WHAT THE TASK REQUIRES -
Reproduce the records in full. Alter nothing.

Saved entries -
::::::
//! Spatial index lifecycle: best-effort GiST indexes accelerating the tile
//! queries, created and dropped as layers come and go.
//!
//! Index failures never fail a tile. A layer without its index still
//! serves, just slower, so every error path here logs and degrades.

use std::sync::atomic::{AtomicBool, Ordering};
use std::sync::Arc;

use log::{debug, info, warn};
use sqlx::PgPool;

use crate::layer::LayerRegistry;
use crate::query::quote_ident;
use crate::Error;

/// Deterministic index name for a table/column pair.
pub fn index_name(table: &str, column: &str) -> String {
    format!("idx_{}_{}", table, column)
}

/// Manages per-layer spatial indexes and the global indexing toggle.
#[derive(Clone)]
pub struct SpatialIndexManager {
    enabled: Arc<AtomicBool>,
}

impl Default for SpatialIndexManager {
    fn default() -> Self {
        SpatialIndexManager::new(true)
    }
}

impl SpatialIndexManager {
    pub fn new(enabled: bool) -> Self {
        SpatialIndexManager {
            enabled: Arc::new(AtomicBool::new(enabled)),
        }
    }

    pub fn is_enabled(&self) -> bool {
        self.enabled.load(Ordering::SeqCst)
    }

    /// Makes sure the deterministic index for `table.column` exists.
    ///
    /// Returns `None` when indexing is globally disabled or creation fails;
    /// an existing index is returned as-is without a second creation.
    pub async fn ensure_index(&self, pool: &PgPool, table: &str, column: &str) -> Option<String> {
        if !self.is_enabled() {
            return None;
        }
        match self.create_if_missing(pool, table, column).await {
            Ok(name) => Some(name),
            Err(e) => {
                warn!(
                    "spatial index for {}.{} unavailable, serving unindexed: {}",
                    table, column, e
                );
                None
            }
        }
    }

    async fn create_if_missing(
        &self,
        pool: &PgPool,
        table: &str,
        column: &str,
    ) -> Result<String, Error> {
        let name = index_name(table, column);
        let existing = sqlx::query("SELECT 1 FROM pg_indexes WHERE indexname = $1")
            .bind(&name)
            .fetch_optional(pool)
            .await
            .map_err(Error::Index)?;
        if existing.is_some() {
            debug!("spatial index {} already present", name);
            return Ok(name);
        }
        let sql = format!(
            "CREATE INDEX {} ON {} USING GIST ({})",
            quote_ident(&name)?,
            quote_ident(table)?,
            quote_ident(column)?,
        );
        sqlx::query(&sql).execute(pool).await.map_err(Error::Index)?;
        info!("created spatial index {}", name);
        Ok(name)
    }

    /// Drops an index by name. Best-effort: failure is logged and swallowed.
    pub async fn drop_index(&self, pool: &PgPool, name: &str) {
        let quoted = match quote_ident(name) {
            Ok(quoted) => quoted,
            Err(e) => {
                warn!("refusing to drop index: {}", e);
                return;
            }
        };
        match sqlx::query(&format!("DROP INDEX IF EXISTS {}", quoted))
            .execute(pool)
            .await
        {
            Ok(_) => info!("dropped spatial index {}", name),
            Err(e) => warn!("failed to drop spatial index {}: {}", name, e),
        }
    }

    /// Flips the global toggle, walking every registered layer.
    ///
    /// Disabling drops each layer's attached index and clears its
    /// reference; enabling creates missing indexes and attaches them.
    /// Layers are handled one at a time, and one layer's failure never
    /// stops the rest: a partially indexed layer set is a valid end state.
    pub async fn set_enabled(&self, pool: &PgPool, registry: &LayerRegistry, enabled: bool) {
        self.enabled.store(enabled, Ordering::SeqCst);
        for (id, config) in registry.list() {
            if enabled {
                if let Some(name) = self
                    .ensure_index(pool, &config.table, &config.geometry_column)
                    .await
                {
                    registry.attach_index(&id, &name);
                }
            } else if let Some(name) = registry.detach_index(&id) {
                self.drop_index(pool, &name).await;
            }
        }
    }
}

#[cfg(test)]
mod tests {
    use super::*;

    #[test]
    fn test_index_name_deterministic() {
        assert_eq!(index_name("roads", "geom"), "idx_roads_geom");
        assert_eq!(index_name("roads", "geom"), index_name("roads", "geom"));
    }

    #[test]
    fn test_toggle_flag() {
        let manager = SpatialIndexManager::new(true);
        assert!(manager.is_enabled());
        let manager = SpatialIndexManager::new(false);
        assert!(!manager.is_enabled());
    }

    #[tokio::test]
    async fn test_ensure_index_noop_when_disabled() {
        // a lazy pool never connects; the disabled check must short-circuit
        // before any round trip
        let pool = sqlx::postgres::PgPoolOptions::new()
            .connect_lazy("postgres://localhost/unreachable")
            .unwrap();
        let manager = SpatialIndexManager::new(false);
        assert_eq!(manager.ensure_index(&pool, "roads", "geom").await, None);
    }
}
::::::
ANSWER SPACE -
//! Spatial index lifecycle: best-effort GiST indexes accelerating the tile
//! queries, created and dropped as layers come and go.
//!
//! Index failures never fail a tile. A layer without its index still
//! serves, just slower, so every error path here logs and degrades.

use std::sync::atomic::{AtomicBool, Ordering};
use std::sync::Arc;

use log::{debug, info, warn};
use sqlx::PgPool;

use crate::layer::LayerRegistry;
use crate::query::quote_ident;
use crate::Error;

/// Deterministic index name for a table/column pair.
pub fn index_name(table: &str, column: &str) -> String {
    format!("idx_{}_{}", table, column)
}

/// Manages per-layer spatial indexes and the global indexing toggle.
#[derive(Clone)]
pub struct SpatialIndexManager {
    enabled: Arc<AtomicBool>,
}

impl Default for SpatialIndexManager {
    fn default() -> Self {
        SpatialIndexManager::new(true)
    }
}

impl SpatialIndexManager {
    pub fn new(enabled: bool) -> Self {
        SpatialIndexManager {
            enabled: Arc::new(AtomicBool::new(enabled)),
        }
    }

    pub fn is_enabled(&self) -> bool {
        self.enabled.load(Ordering::SeqCst)
    }

    /// Makes sure the deterministic index for `table.column` exists.
    ///
    /// Returns `None` when indexing is globally disabled or creation fails;
    /// an existing index is returned as-is without a second creation.
    pub async fn ensure_index(&self, pool: &PgPool, table: &str, column: &str) -> Option<String> {
        if !self.is_enabled() {
            return None;
        }
        match self.create_if_missing(pool, table, column).await {
            Ok(name) => Some(name),
            Err(e) => {
                warn!(
                    "spatial index for {}.{} unavailable, serving unindexed: {}",
                    table, column, e
                );
                None
            }
        }
    }

    async fn create_if_missing(
        &self,
        pool: &PgPool,
        table: &str,
        column: &str,
    ) -> Result<String, Error> {
        let name = index_name(table, column);
        let existing = sqlx::query("SELECT 1 FROM pg_indexes WHERE indexname = $1")
            .bind(&name)
            .fetch_optional(pool)
            .await
            .map_err(Error::Index)?;
        if existing.is_some() {
            debug!("spatial index {} already present", name);
            return Ok(name);
        }
        let sql = format!(
            "CREATE INDEX {} ON {} USING GIST ({})",
            quote_ident(&name)?,
            quote_ident(table)?,
            quote_ident(column)?,
        );
        sqlx::query(&sql).execute(pool).await.map_err(Error::Index)?;
        info!("created spatial index {}", name);
        Ok(name)
    }

    /// Drops an index by name. Best-effort: failure is logged and swallowed.
    pub async fn drop_index(&self, pool: &PgPool, name: &str) {
        let quoted = match quote_ident(name) {
            Ok(quoted) => quoted,
            Err(e) => {
                warn!("refusing to drop index: {}", e);
                return;
            }
        };
        match sqlx::query(&format!("DROP INDEX IF EXISTS {}", quoted))
            .execute(pool)
            .await
        {
            Ok(_) => info!("dropped spatial index {}", name),
            Err(e) => warn!("failed to drop spatial index {}: {}", name, e),
        }
    }

    /// Flips the global toggle, walking every registered layer.
    ///
    /// Disabling drops each layer's attached index and clears its
    /// reference; enabling creates missing indexes and attaches them.
    /// Layers are handled one at a time, and one layer's failure never
    /// stops the rest: a partially indexed layer set is a valid end state.
    pub async fn set_enabled(&self, pool: &PgPool, registry: &LayerRegistry, enabled: bool) {
        self.enabled.store(enabled, Ordering::SeqCst);
        for (id, config) in registry.list() {
            if enabled {
                if let Some(name) = self
                    .ensure_index(pool, &config.table, &config.geometry_column)
                    .await
                {
                    registry.attach_index(&id, &name);
                }
            } else if let Some(name) = registry.detach_index(&id) {
                self.drop_index(pool, &name).await;
            }
        }
    }
}

#[cfg(test)]
mod tests {
    use super::*;

    #[test]
    fn test_index_name_deterministic() {
        assert_eq!(index_name("roads", "geom"), "idx_roads_geom");
        assert_eq!(index_name("roads", "geom"), index_name("roads", "geom"));
    }

    #[test]
    fn test_toggle_flag() {
        let manager = SpatialIndexManager::new(true);
        assert!(manager.is_enabled());
        let manager = SpatialIndexManager::new(false);
        assert!(!manager.is_enabled());
    }

    #[tokio::test]
    async fn test_ensure_index_noop_when_disabled() {
        // a lazy pool never connects; the disabled check must short-circuit
        // before any round trip
        let pool = sqlx::postgres::PgPoolOptions::new()
            .connect_lazy("postgres://localhost/unreachable")
            .unwrap();
        let manager = SpatialIndexManager::new(false);
        assert_eq!(manager.ensure_index(&pool, "roads", "geom").await, None);
    }
}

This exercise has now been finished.